Dufferin Grove Park Newsletter

Comments? editor@dufferinpark.ca

Volume 9, Nr.1, January 2008


coming to the rinkhouse craft fair
- the December snow storm

For an independent community email list service and discussion group, see dufferingrovefriends

Latest News

posted January 10, 2008

OUTDOOR RINKS AND THE WEATHER

Toronto’s 49 outdoor rinks are cooled by compressors. That means that in the low-sun months (November, December, January) they can easily keep their ice in temperatures up to 15 degrees or even higher, on cloudy days. During this year’s January thaw, the ice maintenance crews at Dufferin, Wallace and Campbell rinks pushed off the water from rain at intervals during the day and the rinks had lots of good shinny hockey. They had few pleasure skaters, though – and the rink hot line that runs out of Dufferin Rink was ringing all the time: “have all the rinks melted?” It seems that many people assumed the ice must be ruined because of the warm weather. Schools cancelled their class skating visits. But the rinks were beautiful! So please pass it on: natural ice rinks need freezing temperatures. Compressor-cooled rinks don’t! They just need low sun. By the last days of February, if the sun comes out it’s already strong enough to make lots of trouble. But not yet.

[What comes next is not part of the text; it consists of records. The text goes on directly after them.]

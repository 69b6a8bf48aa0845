//! Static configuration schemas and the product classifier that resolves a
//! cart line to exactly one of them.

use serde::Serialize;

use super::product::{LineItem, ProductKind};

/// Input kind a configuration field renders as.
#[derive(Debug, Clone, Copy, PartialEq, Eq, Serialize)]
#[serde(rename_all = "snake_case")]
pub enum FieldKind {
    /// Single-select dropdown
    Select,
    /// Exclusive choice buttons
    Choice,
}

#[derive(Debug, Clone, Copy, Serialize)]
pub struct ConfigField {
    pub key: &'static str,
    pub label: &'static str,
    pub kind: FieldKind,
    pub options: &'static [&'static str],
}

const MARKETING_FIELDS: &[ConfigField] = &[
    ConfigField {
        key: "aesthetic",
        label: "Visual Aesthetic",
        kind: FieldKind::Select,
        options: &[
            "Minimal & Clean",
            "Brutalist & Bold",
            "Corporate & Trust",
            "Playful & Vibrant",
            "Dark Mode / Cyberpunk",
            "Luxury & Serif",
        ],
    },
    ConfigField {
        key: "typography",
        label: "Typography Style",
        kind: FieldKind::Select,
        options: &[
            "Sans Serif (Inter/Geist)",
            "Serif (Playfair/Merriweather)",
            "Monospace (JetBrains/Fira)",
            "Mixed",
        ],
    },
    ConfigField {
        key: "primary_color",
        label: "Primary Brand Color",
        kind: FieldKind::Select,
        options: &[
            "Blue", "Green", "Purple", "Orange", "Red", "Black/White", "Yellow", "Teal",
        ],
    },
];

const SAAS_FIELDS: &[ConfigField] = &[
    ConfigField {
        key: "auth_provider",
        label: "Authentication Provider",
        kind: FieldKind::Choice,
        options: &["Supabase Auth", "Firebase Auth", "Clerk", "NextAuth", "None"],
    },
    ConfigField {
        key: "database",
        label: "Database Preference",
        kind: FieldKind::Select,
        options: &[
            "PostgreSQL (Supabase)",
            "Firestore (Firebase)",
            "MongoDB",
            "MySQL",
        ],
    },
    ConfigField {
        key: "payments",
        label: "Payment Gateway",
        kind: FieldKind::Choice,
        options: &["Stripe", "LemonSqueezy", "None"],
    },
    ConfigField {
        key: "aesthetic",
        label: "Dashboard Style",
        kind: FieldKind::Select,
        options: &[
            "Sidebar Navigation",
            "Top Bar Navigation",
            "Dense Data Grid",
            "Card Based",
        ],
    },
];

const GENERIC_FIELDS: &[ConfigField] = &[ConfigField {
    key: "delivery_format",
    label: "Delivery Format",
    kind: FieldKind::Select,
    options: &["GitHub Repository", "Zip Archive", "Vercel Deploy Invite"],
}];

/// Classifies a product line. An explicit `kind` on the item wins; otherwise
/// classification is a pure function of name/category attributes with a
/// deterministic precedence: within build-type products the marketing/landing
/// check runs before the SaaS fallback. Never consults order history.
pub fn classify(item: &LineItem) -> ProductKind {
    if let Some(kind) = item.kind {
        return kind;
    }

    let name = item.name.to_lowercase();
    let category = item.category.to_lowercase();

    if category.contains("full builds") || name.contains("prototype") {
        if name.contains("marketing") || name.contains("landing") {
            return ProductKind::Marketing;
        }
        return ProductKind::Saas;
    }
    ProductKind::Generic
}

pub fn fields_for(kind: ProductKind) -> &'static [ConfigField] {
    match kind {
        ProductKind::Marketing => MARKETING_FIELDS,
        ProductKind::Saas => SAAS_FIELDS,
        ProductKind::Generic => GENERIC_FIELDS,
    }
}

/// Resolves the configuration schema for a cart line. Every line resolves to
/// exactly one schema.
pub fn schema_for(item: &LineItem) -> &'static [ConfigField] {
    fields_for(classify(item))
}

/// Field keys a line's schema declares, in schema order. This is the set the
/// AI autofill is allowed to propose values for.
pub fn field_keys(item: &LineItem) -> Vec<String> {
    schema_for(item).iter().map(|f| f.key.to_string()).collect()
}

#[cfg(test)]
mod tests {
    use super::*;

    fn item(name: &str, category: &str) -> LineItem {
        LineItem {
            product_id: name.to_lowercase().replace(' ', "-"),
            name: name.to_string(),
            category: category.to_string(),
            price: "€950".to_string(),
            price_value: None,
            icon: None,
            gradient: None,
            kind: None,
        }
    }

    #[test]
    fn landing_prototype_resolves_to_marketing() {
        assert_eq!(
            classify(&item("Landing Page Prototype", "Full Builds")),
            ProductKind::Marketing
        );
    }

    #[test]
    fn saas_prototype_resolves_to_saas() {
        assert_eq!(
            classify(&item("SaaS Prototype", "Full Builds")),
            ProductKind::Saas
        );
    }

    #[test]
    fn assets_resolve_to_generic() {
        assert_eq!(classify(&item("UI Kit", "Assets")), ProductKind::Generic);
    }

    #[test]
    fn marketing_check_precedes_saas_fallback() {
        // A product naming both concerns lands on marketing deterministically.
        assert_eq!(
            classify(&item("SaaS-style Landing Page Prototype", "Full Builds")),
            ProductKind::Marketing
        );
    }

    #[test]
    fn explicit_kind_overrides_attribute_sniffing() {
        let mut i = item("Landing Page Prototype", "Full Builds");
        i.kind = Some(ProductKind::Generic);
        assert_eq!(classify(&i), ProductKind::Generic);
    }

    #[test]
    fn every_line_resolves_to_exactly_one_schema() {
        for (name, category) in [
            ("Landing Page Prototype", "Full Builds"),
            ("SaaS Prototype", "Full Builds"),
            ("UI Kit", "Assets"),
        ] {
            assert!(!schema_for(&item(name, category)).is_empty());
        }
    }

    #[test]
    fn field_keys_match_schema_order() {
        let keys = field_keys(&item("SaaS Prototype", "Full Builds"));
        assert_eq!(keys, vec!["auth_provider", "database", "payments", "aesthetic"]);
    }
}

Congratulations to the shinny hockey players at Scadding, Wallace, and Dufferin rinks, and to those players who came across town from other rinks, for grasping this weather-and-compressors fact. They played some wonderful shinny games on January 7 and 8 when it was 15 degrees celsius. They complained a bit, though – the ice was fine but the air was too warm. (They may think back on those days with longing, when their toes freeze during the next cold snap.) Congratulations also to the kids’ hockey program at Rennie Rink, which didn’t cancel their games. CELOS researcher Corey Chivers has posted some very clear explanations of how compressor-cooled ice relates to the weather: go to the Cityrinks web site to find out more. And one more thing to remember: according to the CBC, in the last 150 years of temperature recording, there has been a January thaw in every year except one.

Events at the Park

FOOD AT THE RINK

The Zamboni café is open seven days a week, serving park cookies, hot chocolate, mini-pizzas, organic hot dogs, Mary Sylwester’s vegan burgers and warming farmers’ market soup and muffins, park oven bread and butter, Sosnicki’s perogies, and other surprises. On Fridays, and often on Saturdays, the food is a little more elaborate for those rink users who’d like to have supper and skate or visit there with friends.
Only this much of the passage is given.